“Where Did You Go to High School?” – Why Employment Law Training Matters

By: Laura Caty and Cassidy Zang*

You walk into an interview, shake hands, and dive into the process. The first thing you are asked is, “Where did you go to school?” You provide the name of your undergraduate alma mater, but the supervisor replies, “No, I mean high school.” After finding out you both graduated from the same school, the conversation quickly turns into what year you graduated, what neighborhood you grew up, where you go to church, where your kids go to school, and your thoughts on Skyline Chili.

Now the big question: Where did the supervisor go wrong during this interview?

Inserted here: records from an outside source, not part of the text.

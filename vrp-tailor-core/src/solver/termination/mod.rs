//! The termination module contains logic which defines when the search should stop.
//!
//! Each criterion keeps its own rolling state and is updated once per completed iteration.
//! Criteria are combined with logical OR by [`CompositeTermination`].

#[cfg(test)]
#[path = "../../../tests/unit/solver/termination/composite_test.rs"]
mod composite_test;

use crate::solver::IterationContext;

/// A trait which specifies criteria when metaheuristic should stop searching for improved solution.
pub trait Termination {
    /// Returns a short name of the criteria.
    fn name(&self) -> &'static str;

    /// Called once before the first iteration.
    fn on_search_start(&mut self) {}

    /// Updates internal state with iteration results and returns true if termination condition is met.
    fn is_termination(&mut self, ctx: &IterationContext) -> bool;
}

mod interruption;
pub use self::interruption::Interruption;

mod max_iterations;
pub use self::max_iterations::MaxIterations;

mod max_time;
pub use self::max_time::MaxTime;

mod min_variation;
pub use self::min_variation::MinVariation;

mod no_improvement;
pub use self::no_improvement::MaxIterationsWithoutImprovement;

/// Specifies termination state.
#[derive(Clone, Copy, Debug, PartialEq, Eq)]
pub enum TerminationState {
    /// The search continues.
    Running,
    /// The search should stop.
    Stopped,
}

/// Encapsulates multiple termination criteria: the search stops as soon as any of them fires.
/// All criteria are updated on every iteration, even when some other fires first.
pub struct CompositeTermination<'a> {
    terminations: Vec<Box<dyn Termination + 'a>>,
    state: TerminationState,
    reason: Option<String>,
}

impl<'a> CompositeTermination<'a> {
    /// Creates a new instance of `CompositeTermination`.
    pub fn new(terminations: Vec<Box<dyn Termination + 'a>>) -> Self {
        Self { terminations, state: TerminationState::Running, reason: None }
    }

    /// Returns current state.
    pub fn state(&self) -> TerminationState {
        self.state
    }

    /// Returns names of criteria which caused termination.
    pub fn reason(&self) -> Option<&str> {
        self.reason.as_deref()
    }
}

impl Termination for CompositeTermination<'_> {
    fn name(&self) -> &'static str {
        "composite"
    }

    fn on_search_start(&mut self) {
        self.state = TerminationState::Running;
        self.reason = None;
        self.terminations.iter_mut().for_each(|termination| termination.on_search_start());
    }

    fn is_termination(&mut self, ctx: &IterationContext) -> bool {
        let fired = self
            .terminations
            .iter_mut()
            .filter_map(|termination| termination.is_termination(ctx).then(|| termination.name()))
            .collect::<Vec<_>>();

        if self.state == TerminationState::Running && !fired.is_empty() {
            self.state = TerminationState::Stopped;
            self.reason = Some(fired.join(", "));
        }

        self.state == TerminationState::Stopped
    }
}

For most Cincinnati natives, nothing stands out. This conversation is par for the course. However, this seemingly innocent conversation could hit several topics that should not be asked during an interview, and are not frankly relevant to an applicant’s ability to do the job. Asking an applicant what year he graduated unveils age. Where you go to church unveils religious preference. And where your kids go to school divulges whether or not you are a parent and may need to take time off to care for the children. The questions could lead to the assumption that if the applicant does not get an offer of employment, it may have been based on their answer (i.e., applicant is 55 years and older generations are not technologically savvy, applicant goes to church every Sunday and we need people working Sundays, applicant has children and we need an employee who is fully devoted to their job and won’t take time off to have children, etc.).

Any one of these questions could open the interview up to scrutiny. If the applicant does not get the job, they could believe they have grounds for a discrimination case based on protected classifications such as age, religion, or marital status, even if they did not receive the job based solely on qualifications.

*The only acceptable question in this interview was whether you like Skyline (and of course the answer was “Yes!”); unless you are more of a Gold Star, Blue Ash or Camp Washington Chili fan.

The first step to avoid issues is to have your managers on the same page. Bricker Graydon’s Labor and Employment team provides training to keep employers and staff up to date on changing laws and best practices. These trainings include:

  • HR 101: Highlights employment law basics and teaches companies how to spot issues.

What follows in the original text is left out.